Outside of park boundaries the following open space improvements have been identified at an estimated cost $2,050,000: Pony Express Road Medians – Landscaping in The Ranches, Pony Express Road Medians – Landscaping in City Center, City Center Streetscape Landscaping, Benches, Shade Structures, & Garbage Cans along Trails.
In all, there are $5,463,000 in proposed park and open space improvements planned throughout the City with utility sale proceeds.
Including Wride Memorial Park at a cost somewhere in the ballpark of $3,500,000, the total for park and open space improvements totals $8,963,000.
This does not account for the trail completion projects contemplated in the FY 2016-2017 budget.
Utility sale proceeds are currently contemplated to invest $1,400,000 on economic development, preparedness, and transportation, leaving approximately $2,283,000 un-allocated.
NOTE: Several key transportation infrastructure improvements were moved from the utility sale proceeds project list to the budget including completion of Golden Eagle Rd. and the Bobby Wren extension, along with a signal at Porter’s Crossing and Pony Express Pkwy.

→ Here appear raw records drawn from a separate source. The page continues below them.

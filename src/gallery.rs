use std::fs;
use std::path::{Component, Path, PathBuf};

use base64::prelude::BASE64_STANDARD;
use base64::Engine;
use serde::Serialize;

use crate::error::StoreError;
use crate::frames::FrameArtifact;

/// Ordered frame references, index `i` being the frame at second `i`.
#[derive(Debug, Clone, Default, PartialEq, Serialize)]
#[serde(transparent)]
pub(crate) struct Gallery {
    entries: Vec<String>,
}

impl Gallery {
    pub(crate) fn len(&self) -> usize {
        self.entries.len()
    }

    pub(crate) fn is_empty(&self) -> bool {
        self.entries.is_empty()
    }

    pub(crate) fn get(&self, index: usize) -> Option<&str> {
        self.entries.get(index).map(String::as_str)
    }

    pub(crate) fn iter(&self) -> impl Iterator<Item = &str> {
        self.entries.iter().map(String::as_str)
    }
}

#[derive(Debug, Clone, Default)]
pub(crate) struct GalleryAssembler {
    prefix: Option<String>,
    artifact_root: PathBuf,
}

impl GalleryAssembler {
    /// With a prefix, entries become `<prefix>/<path below artifact_root>`,
    /// keeping any per-video directory; otherwise the artifact path itself is
    /// the reference.
    pub(crate) fn new(prefix: Option<String>, artifact_root: impl Into<PathBuf>) -> Self {
        Self {
            prefix: prefix.map(|p| p.trim_end_matches('/').to_owned()),
            artifact_root: artifact_root.into(),
        }
    }

    pub(crate) fn assemble(&self, frames: &[FrameArtifact]) -> Gallery {
        let entries = frames
            .iter()
            .map(|frame| match &self.prefix {
                Some(prefix) => format!("{prefix}/{}", self.relative(&frame.file_path)),
                None => frame.file_path.display().to_string(),
            })
            .collect();
        Gallery { entries }
    }

    /// `/`-joined path of `path` below the artifact root. Paths outside the
    /// root fall back to the bare file name.
    fn relative(&self, path: &Path) -> String {
        let Ok(relative) = path.strip_prefix(&self.artifact_root) else {
            return path
                .file_name()
                .map(|name| name.to_string_lossy().into_owned())
                .unwrap_or_default();
        };
        relative
            .components()
            .filter_map(|component| match component {
                Component::Normal(part) => Some(part.to_string_lossy()),
                _ => None,
            })
            .collect::<Vec<_>>()
            .join("/")
    }

    /// Embeds every frame as a `data:image/jpeg;base64,` URI.
    pub(crate) fn inline(&self, frames: &[FrameArtifact]) -> Result<Gallery, StoreError> {
        let entries = frames
            .iter()
            .map(|frame| -> Result<String, StoreError> {
                let jpeg_data = fs::read(&frame.file_path).map_err(|source| StoreError::Read {
                    path: frame.file_path.clone(),
                    source,
                })?;
                Ok("data:image/jpeg;base64,".to_owned() + &BASE64_STANDARD.encode(jpeg_data))
            })
            .collect::<Result<Vec<_>, _>>()?;
        Ok(Gallery { entries })
    }
}

#[cfg(test)]
mod tests {
    use std::path::PathBuf;

    use super::*;

    fn frames(paths: &[&str]) -> Vec<FrameArtifact> {
        paths
            .iter()
            .enumerate()
            .map(|(i, path)| FrameArtifact {
                index: i as u32,
                video_id: "ad".into(),
                file_path: PathBuf::from(path),
            })
            .collect()
    }

    #[test]
    fn keeps_extraction_order_one_entry_per_frame() {
        let frames = frames(&["static/0_ad.jpg", "static/1_ad.jpg", "static/2_ad.jpg"]);
        let gallery = GalleryAssembler::default().assemble(&frames);

        assert_eq!(gallery.len(), 3);
        assert_eq!(gallery.get(0), Some("static/0_ad.jpg"));
        assert_eq!(gallery.get(2), Some("static/2_ad.jpg"));
        assert_eq!(gallery.get(3), None);
    }

    #[test]
    fn prefix_replaces_artifact_root_and_keeps_video_dir() {
        let frames = frames(&["static/ad/0_ad.jpg", "static/ad/1_ad.jpg"]);
        let gallery =
            GalleryAssembler::new(Some("./app/static/".into()), "static").assemble(&frames);

        let entries: Vec<_> = gallery.iter().collect();
        assert_eq!(entries, vec!["./app/static/ad/0_ad.jpg", "./app/static/ad/1_ad.jpg"]);
    }

    #[test]
    fn prefix_on_flat_layout_is_prefix_and_file_name() {
        let frames = frames(&["static/0_ad.jpg"]);
        let gallery = GalleryAssembler::new(Some("/media".into()), "static").assemble(&frames);
        assert_eq!(gallery.get(0), Some("/media/0_ad.jpg"));
    }

    #[test]
    fn frames_outside_the_root_fall_back_to_file_name() {
        let frames = frames(&["elsewhere/ad/0_ad.jpg"]);
        let gallery = GalleryAssembler::new(Some("/media".into()), "static").assemble(&frames);
        assert_eq!(gallery.get(0), Some("/media/0_ad.jpg"));
    }

    #[test]
    fn empty_frames_give_empty_gallery() {
        let gallery = GalleryAssembler::default().assemble(&[]);
        assert!(gallery.is_empty());
        assert_eq!(serde_json::to_string(&gallery).unwrap(), "[]");
    }

    #[test]
    fn inline_embeds_jpeg_bytes() {
        let dir = tempfile::tempdir().expect("tempdir");
        let path = dir.path().join("0_ad.jpg");
        fs::write(&path, [0xff, 0xd8, 0xff]).expect("write");
        let frames = vec![FrameArtifact {
            index: 0,
            video_id: "ad".into(),
            file_path: path,
        }];

        let gallery = GalleryAssembler::default().inline(&frames).expect("inline");
        assert_eq!(gallery.get(0), Some("data:image/jpeg;base64,/9j/"));
    }
}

It is important to understand that there are far more projects than can be done in one or even two years. It will take several years to complete these projects most likely, though I fully expect that you will all notice the improvements being made very soon if you haven’t already.
Obviously, these investments will benefit the community and our quality of life, but the method by which these improvements will be made is the more significant story. There are few if any cities out there that are able to invest this much money over so many different targeted improvement projects simultaneously. What is more amazing is the fact that all of these projects will be paid for in cash. Even more than that, the cash investment being made will not be negatively impacting our rainy day fund. We will remain at or near the maximum level of funds on hand allowed under State law.
While Cory B. Wride Memorial Park and the landscaped medians in The Ranches are perhaps more visible projects, I just wanted everyone to have a feel for where our money is being spent and why, and to ease any concerns of placing all of our eggs in one basket.
We are in a good place and getting better every day!